Wisconsin Circuit Court Judge for the Milwaukee Circuit, Branch 1
- In office June 4, 1982 – July 31, 1992
- Appointed by: Lee S. Dreyfus
- Preceded by: Louis J. Ceci
- Succeeded by: Maxine Aldridge White

Personal details
- Born: Charles Benjamin Schudson 1950 (age 75–76) Milwaukee, Wisconsin
- Spouse: Karen
- Education: Dartmouth College; University of Wisconsin Law School (J.D.);
- Website: Charles Benjamin Schudson

= Charles B. Schudson =

Retired American judge (born 1950)

Charles Benjamin Schudson (born 1950) is a retired American lawyer, jurist, and author from Milwaukee, Wisconsin. He served 12 years as a judge of the Wisconsin Court of Appeals, and served 10 years before that as a Wisconsin circuit court judge in Milwaukee County. He previously served as an assistant district attorney in Milwaukee.

==Biography==
Schudson was born in Milwaukee, Wisconsin, in 1950. He is a graduate of Dartmouth College (Class of 1972) and the University of Wisconsin Law School. Schudson and his wife, Karen, have two children and five grandchildren.

==Career==
Schudson worked as a state and federal prosecutor from 1975 until 1982, when he was appointed to the Wisconsin Circuit Court by Governor Lee Sherman Dreyfus. In 1992, he was elected to the Wisconsin Court of Appeals, where he served twelve years. Subsequent to his judicial career, he served as senior counsel at von Briesen & Roper, S.C., and as General Counsel for La Causa, Inc.

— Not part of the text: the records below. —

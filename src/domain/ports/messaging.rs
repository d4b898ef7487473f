use std::path::Path;

use async_trait::async_trait;
use serde_json::Value;

use crate::domain::error::EngineError;
use crate::domain::models::InboundEvent;

/// Result of a messaging method invocation.
#[derive(Debug, Clone, Default)]
pub struct MethodResult {
    pub success: bool,
    pub error: Option<String>,
    pub data: Option<Value>,
}

impl MethodResult {
    pub fn ok() -> Self {
        Self {
            success: true,
            error: None,
            data: None,
        }
    }

    pub fn failed(error: impl Into<String>) -> Self {
        Self {
            success: false,
            error: Some(error.into()),
            data: None,
        }
    }
}

/// Capability port onto the messaging backend.
///
/// The engine never speaks the backend protocol itself; every outbound
/// effect goes through `invoke`, keyed by method name with a JSON params
/// object. Unknown methods are the backend's problem to reject.
#[async_trait]
pub trait MessagingClient: Send + Sync {
    /// Invoke a named backend method with JSON parameters.
    async fn invoke(&self, method: &str, params: Value) -> Result<MethodResult, EngineError>;

    /// Fetch the media attached to an event and write it to `dest`.
    ///
    /// `dest` may already exist from an earlier resolution of the same
    /// message; implementations should treat that as success.
    async fn download_media(&self, event: &InboundEvent, dest: &Path) -> Result<(), EngineError>;
}
//! Event-to-handler matching.
//!
//! For each inbound event the matcher walks the registry snapshot and
//! admits handlers through a fixed chain of checks: enabled, breaker,
//! rate limits, cooldown, and finally the event filter. The cheap state
//! checks run before filter evaluation so a throttled handler never pays
//! for regex matching. Survivors come back sorted by priority descending,
//! ties broken by `handler_id` ascending.

use std::sync::Arc;

use chrono::{DateTime, Utc};
use tracing::debug;

use super::circuit_breaker;
use super::rate_limiter::RateLimiterService;
use super::registry::HandlerRegistry;
use crate::domain::models::{Handler, InboundEvent};

pub struct EventMatcher {
    registry: Arc<HandlerRegistry>,
    limiter: Arc<RateLimiterService>,
}

impl EventMatcher {
    pub fn new(registry: Arc<HandlerRegistry>, limiter: Arc<RateLimiterService>) -> Self {
        Self { registry, limiter }
    }

    /// Handlers that should run for this event, in execution order.
    pub fn match_event(&self, event: &InboundEvent) -> Vec<Handler> {
        self.match_event_at(event, Utc::now())
    }

    pub fn match_event_at(&self, event: &InboundEvent, now: DateTime<Utc>) -> Vec<Handler> {
        let snapshot = self.registry.snapshot();
        let mut matched: Vec<Handler> = snapshot
            .iter()
            .filter(|handler| admit(&self.limiter, handler, event, now))
            .cloned()
            .collect();
        sort_matches(&mut matched);

        if !matched.is_empty() {
            debug!(
                event_id = %event.message_id,
                matched = matched.len(),
                "event matched handlers"
            );
        }
        matched
    }
}

/// The admission chain for one handler. Order matters: state checks run
/// before the filter so throttled handlers never pay for regex matching.
fn admit(
    limiter: &RateLimiterService,
    handler: &Handler,
    event: &InboundEvent,
    now: DateTime<Utc>,
) -> bool {
    if !handler.enabled {
        return false;
    }
    if circuit_breaker::is_open(&handler.breaker, now) {
        debug!(handler_id = %handler.handler_id, "skipped: circuit breaker open");
        return false;
    }
    if !limiter.check_at(handler, &event.sender_id, now) {
        return false;
    }
    if !limiter.check_cooldown_at(handler, now) {
        return false;
    }
    handler.event_filter.matches(event)
}

/// Stable sort by `(priority desc, handler_id asc)`.
fn sort_matches(handlers: &mut [Handler]) {
    handlers.sort_by(|a, b| {
        b.priority
            .cmp(&a.priority)
            .then_with(|| a.handler_id.cmp(&b.handler_id))
    });
}

#[cfg(test)]
mod tests {
    use super::*;
    use crate::domain::models::{BreakerState, EventFilter, HandlerAction, HandlerRequest};
    use chrono::Duration;

    fn handler(id: &str, priority: i32) -> Handler {
        HandlerRequest {
            handler_id: id.to_string(),
            description: None,
            event_filter: EventFilter::default(),
            action: HandlerAction::Static { directives: vec![] },
            enabled: true,
            priority,
            max_per_minute: None,
            max_per_hour: None,
            max_per_sender_per_hour: None,
            cooldown_seconds: 0,
            timeout_seconds: 30,
            circuit_breaker_enabled: true,
            circuit_breaker_threshold: 5,
            circuit_breaker_reset_seconds: 300,
        }
        .into_handler()
        .unwrap()
    }

    #[test]
    fn test_sort_priority_then_id() {
        let mut handlers = vec![handler("b", 5), handler("a", 5), handler("c", 10)];
        sort_matches(&mut handlers);
        let ids: Vec<&str> = handlers.iter().map(|h| h.handler_id.as_str()).collect();
        assert_eq!(ids, vec!["c", "a", "b"]);
    }

    #[test]
    fn test_disabled_handler_not_admitted() {
        let limiter = RateLimiterService::new();
        let mut h = handler("h", 0);
        h.enabled = false;
        assert!(!admit(&limiter, &h, &InboundEvent::default(), Utc::now()));
    }

    #[test]
    fn test_open_breaker_blocks_admission() {
        let limiter = RateLimiterService::new();
        let now = Utc::now();
        let mut h = handler("h", 0);
        h.breaker.state = BreakerState::Open;
        h.breaker.last_error_time = Some(now);
        assert!(!admit(&limiter, &h, &InboundEvent::default(), now));

        // Reset window elapsed: probe admitted.
        assert!(admit(
            &limiter,
            &h,
            &InboundEvent::default(),
            now + Duration::seconds(301)
        ));
    }

    #[test]
    fn test_rate_limited_handler_not_admitted() {
        let limiter = RateLimiterService::new();
        let now = Utc::now();
        let mut h = handler("h", 0);
        h.limits.max_per_minute = Some(1);

        let event = InboundEvent::default();
        assert!(admit(&limiter, &h, &event, now));
        limiter.record_at("h", &event.sender_id, now);
        assert!(!admit(&limiter, &h, &event, now));
    }

    #[test]
    fn test_cooldown_blocks_admission() {
        let limiter = RateLimiterService::new();
        let now = Utc::now();
        let mut h = handler("h", 0);
        h.limits.cooldown_seconds = 60;

        let event = InboundEvent::default();
        limiter.record_at("h", &event.sender_id, now);
        assert!(!admit(&limiter, &h, &event, now + Duration::seconds(10)));
        assert!(admit(&limiter, &h, &event, now + Duration::seconds(61)));
    }

    #[test]
    fn test_filter_checked_last() {
        let limiter = RateLimiterService::new();
        let mut h = handler("h", 0);
        h.event_filter.text_contains = Some(vec!["ping".to_string()]);

        let mut event = InboundEvent::default();
        assert!(!admit(&limiter, &h, &event, Utc::now()));
        event.text_content = Some("ping me".to_string());
        assert!(admit(&limiter, &h, &event, Utc::now()));
    }
}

Shudson was an unsuccessful candidate in the 1996 Wisconsin Supreme Court election.

Throughout and following his judicial career, Schudson served on the faculties of Marquette University Law School, University of Wisconsin Law School, the National Council of Juvenile and Family Court Judges, and the National Judicial College. For Lawrence University, he has served as the “Law and Literature Scholar in Residence,” and, for fifteen years and currently, as a presenter for Lawrence’s “Björklunden Seminars.”  Teaching at law schools in Bolivia, Germany, and Peru, 2009–14, he served as a Fulbright Scholar.

Schudson has presented keynotes and seminars at approximately three hundred judicial and professional conferences throughout the world. He has testified before congressional committees and the U.S. Commission on Civil Rights on battered women; he was the lead witness before the U.S. Senate Judiciary Committee hearings on child sexual abuse. He has been featured on NPR’s All Things Considered, PBS’s The MacNeil-Lehrer Report, and Oprah.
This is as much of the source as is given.